Kramer himself tested HIV-positive in 1986. As better treatments became available, however, he deplored the return of unsafe sexual practices in the gay community. “We created a culture that in essence killed us,” he told The Guardian in 1997. “It’s time therefore to admit that and to create a new culture not so sexually-centred.” Gay writers, he maintained, had cheapened the gay experience by constantly harping on about sex.
Such opinions earned him the hatred of many gays, but Kramer never minded who he offended.
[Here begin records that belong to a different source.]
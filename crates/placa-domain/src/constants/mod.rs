//! Static domain tables

pub mod correction;
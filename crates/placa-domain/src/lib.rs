//! Domain layer: plate grammar, OCR correction, report aggregation
//!
//! Everything here is a pure function of its inputs; no I/O, no global
//! mutable state.

pub mod constants;
pub mod model;
pub mod repository;
pub mod service;

pub use model::plate;
pub use service::{aggregate, correct, CorrectedCandidate, ReportAccumulator};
One of his targets was Anthony Fauci, the director of the US National Institute of Allergy and Infectious Diseases, whom Kramer attacked in 1988 as a killer and “an incompetent idiot” for not moving fast enough to release Aids treatment drugs.
Fauci was inclined to take the charitable view and credited Kramer with playing an “essential” role in spurring the scientific community to develop new treatments. In recent years the pair developed a wary friendship and, shortly before his death, Kramer emailed Fauci expressing sympathy over the criticism he was getting as the public face of the White House task force on the coronavirus epidemic: “His one-line answer was, ‘Hunker down,’” Kramer reported.
Kramer’s other publications include Reports From the Holocaust: The Making of an Aids Activist (1994), and an ambitious two-part “history”, The American People (2015 and 2020), a central theme of which was that many of the US’s most important figures, from George Washington and Abraham Lincoln to Mark Twain, Herman Melville and Richard Nixon, had had homosexual relationships. Reviews were unflattering.
His harangue against promiscuity in Faggots, Kramer once explained, arose out of bitterness at the breakdown of a relationship with David Webster, an architect with whom he had an affair in the early 1970s. They met up again in the early 1990s, however, after each man had buried a lover, and married in 2013.
Though Kramer was HIV-positive, he never contracted Aids, though he developed liver disease and underwent a liver transplant in 2001.
He died of pneumonia and is survived by David Webster.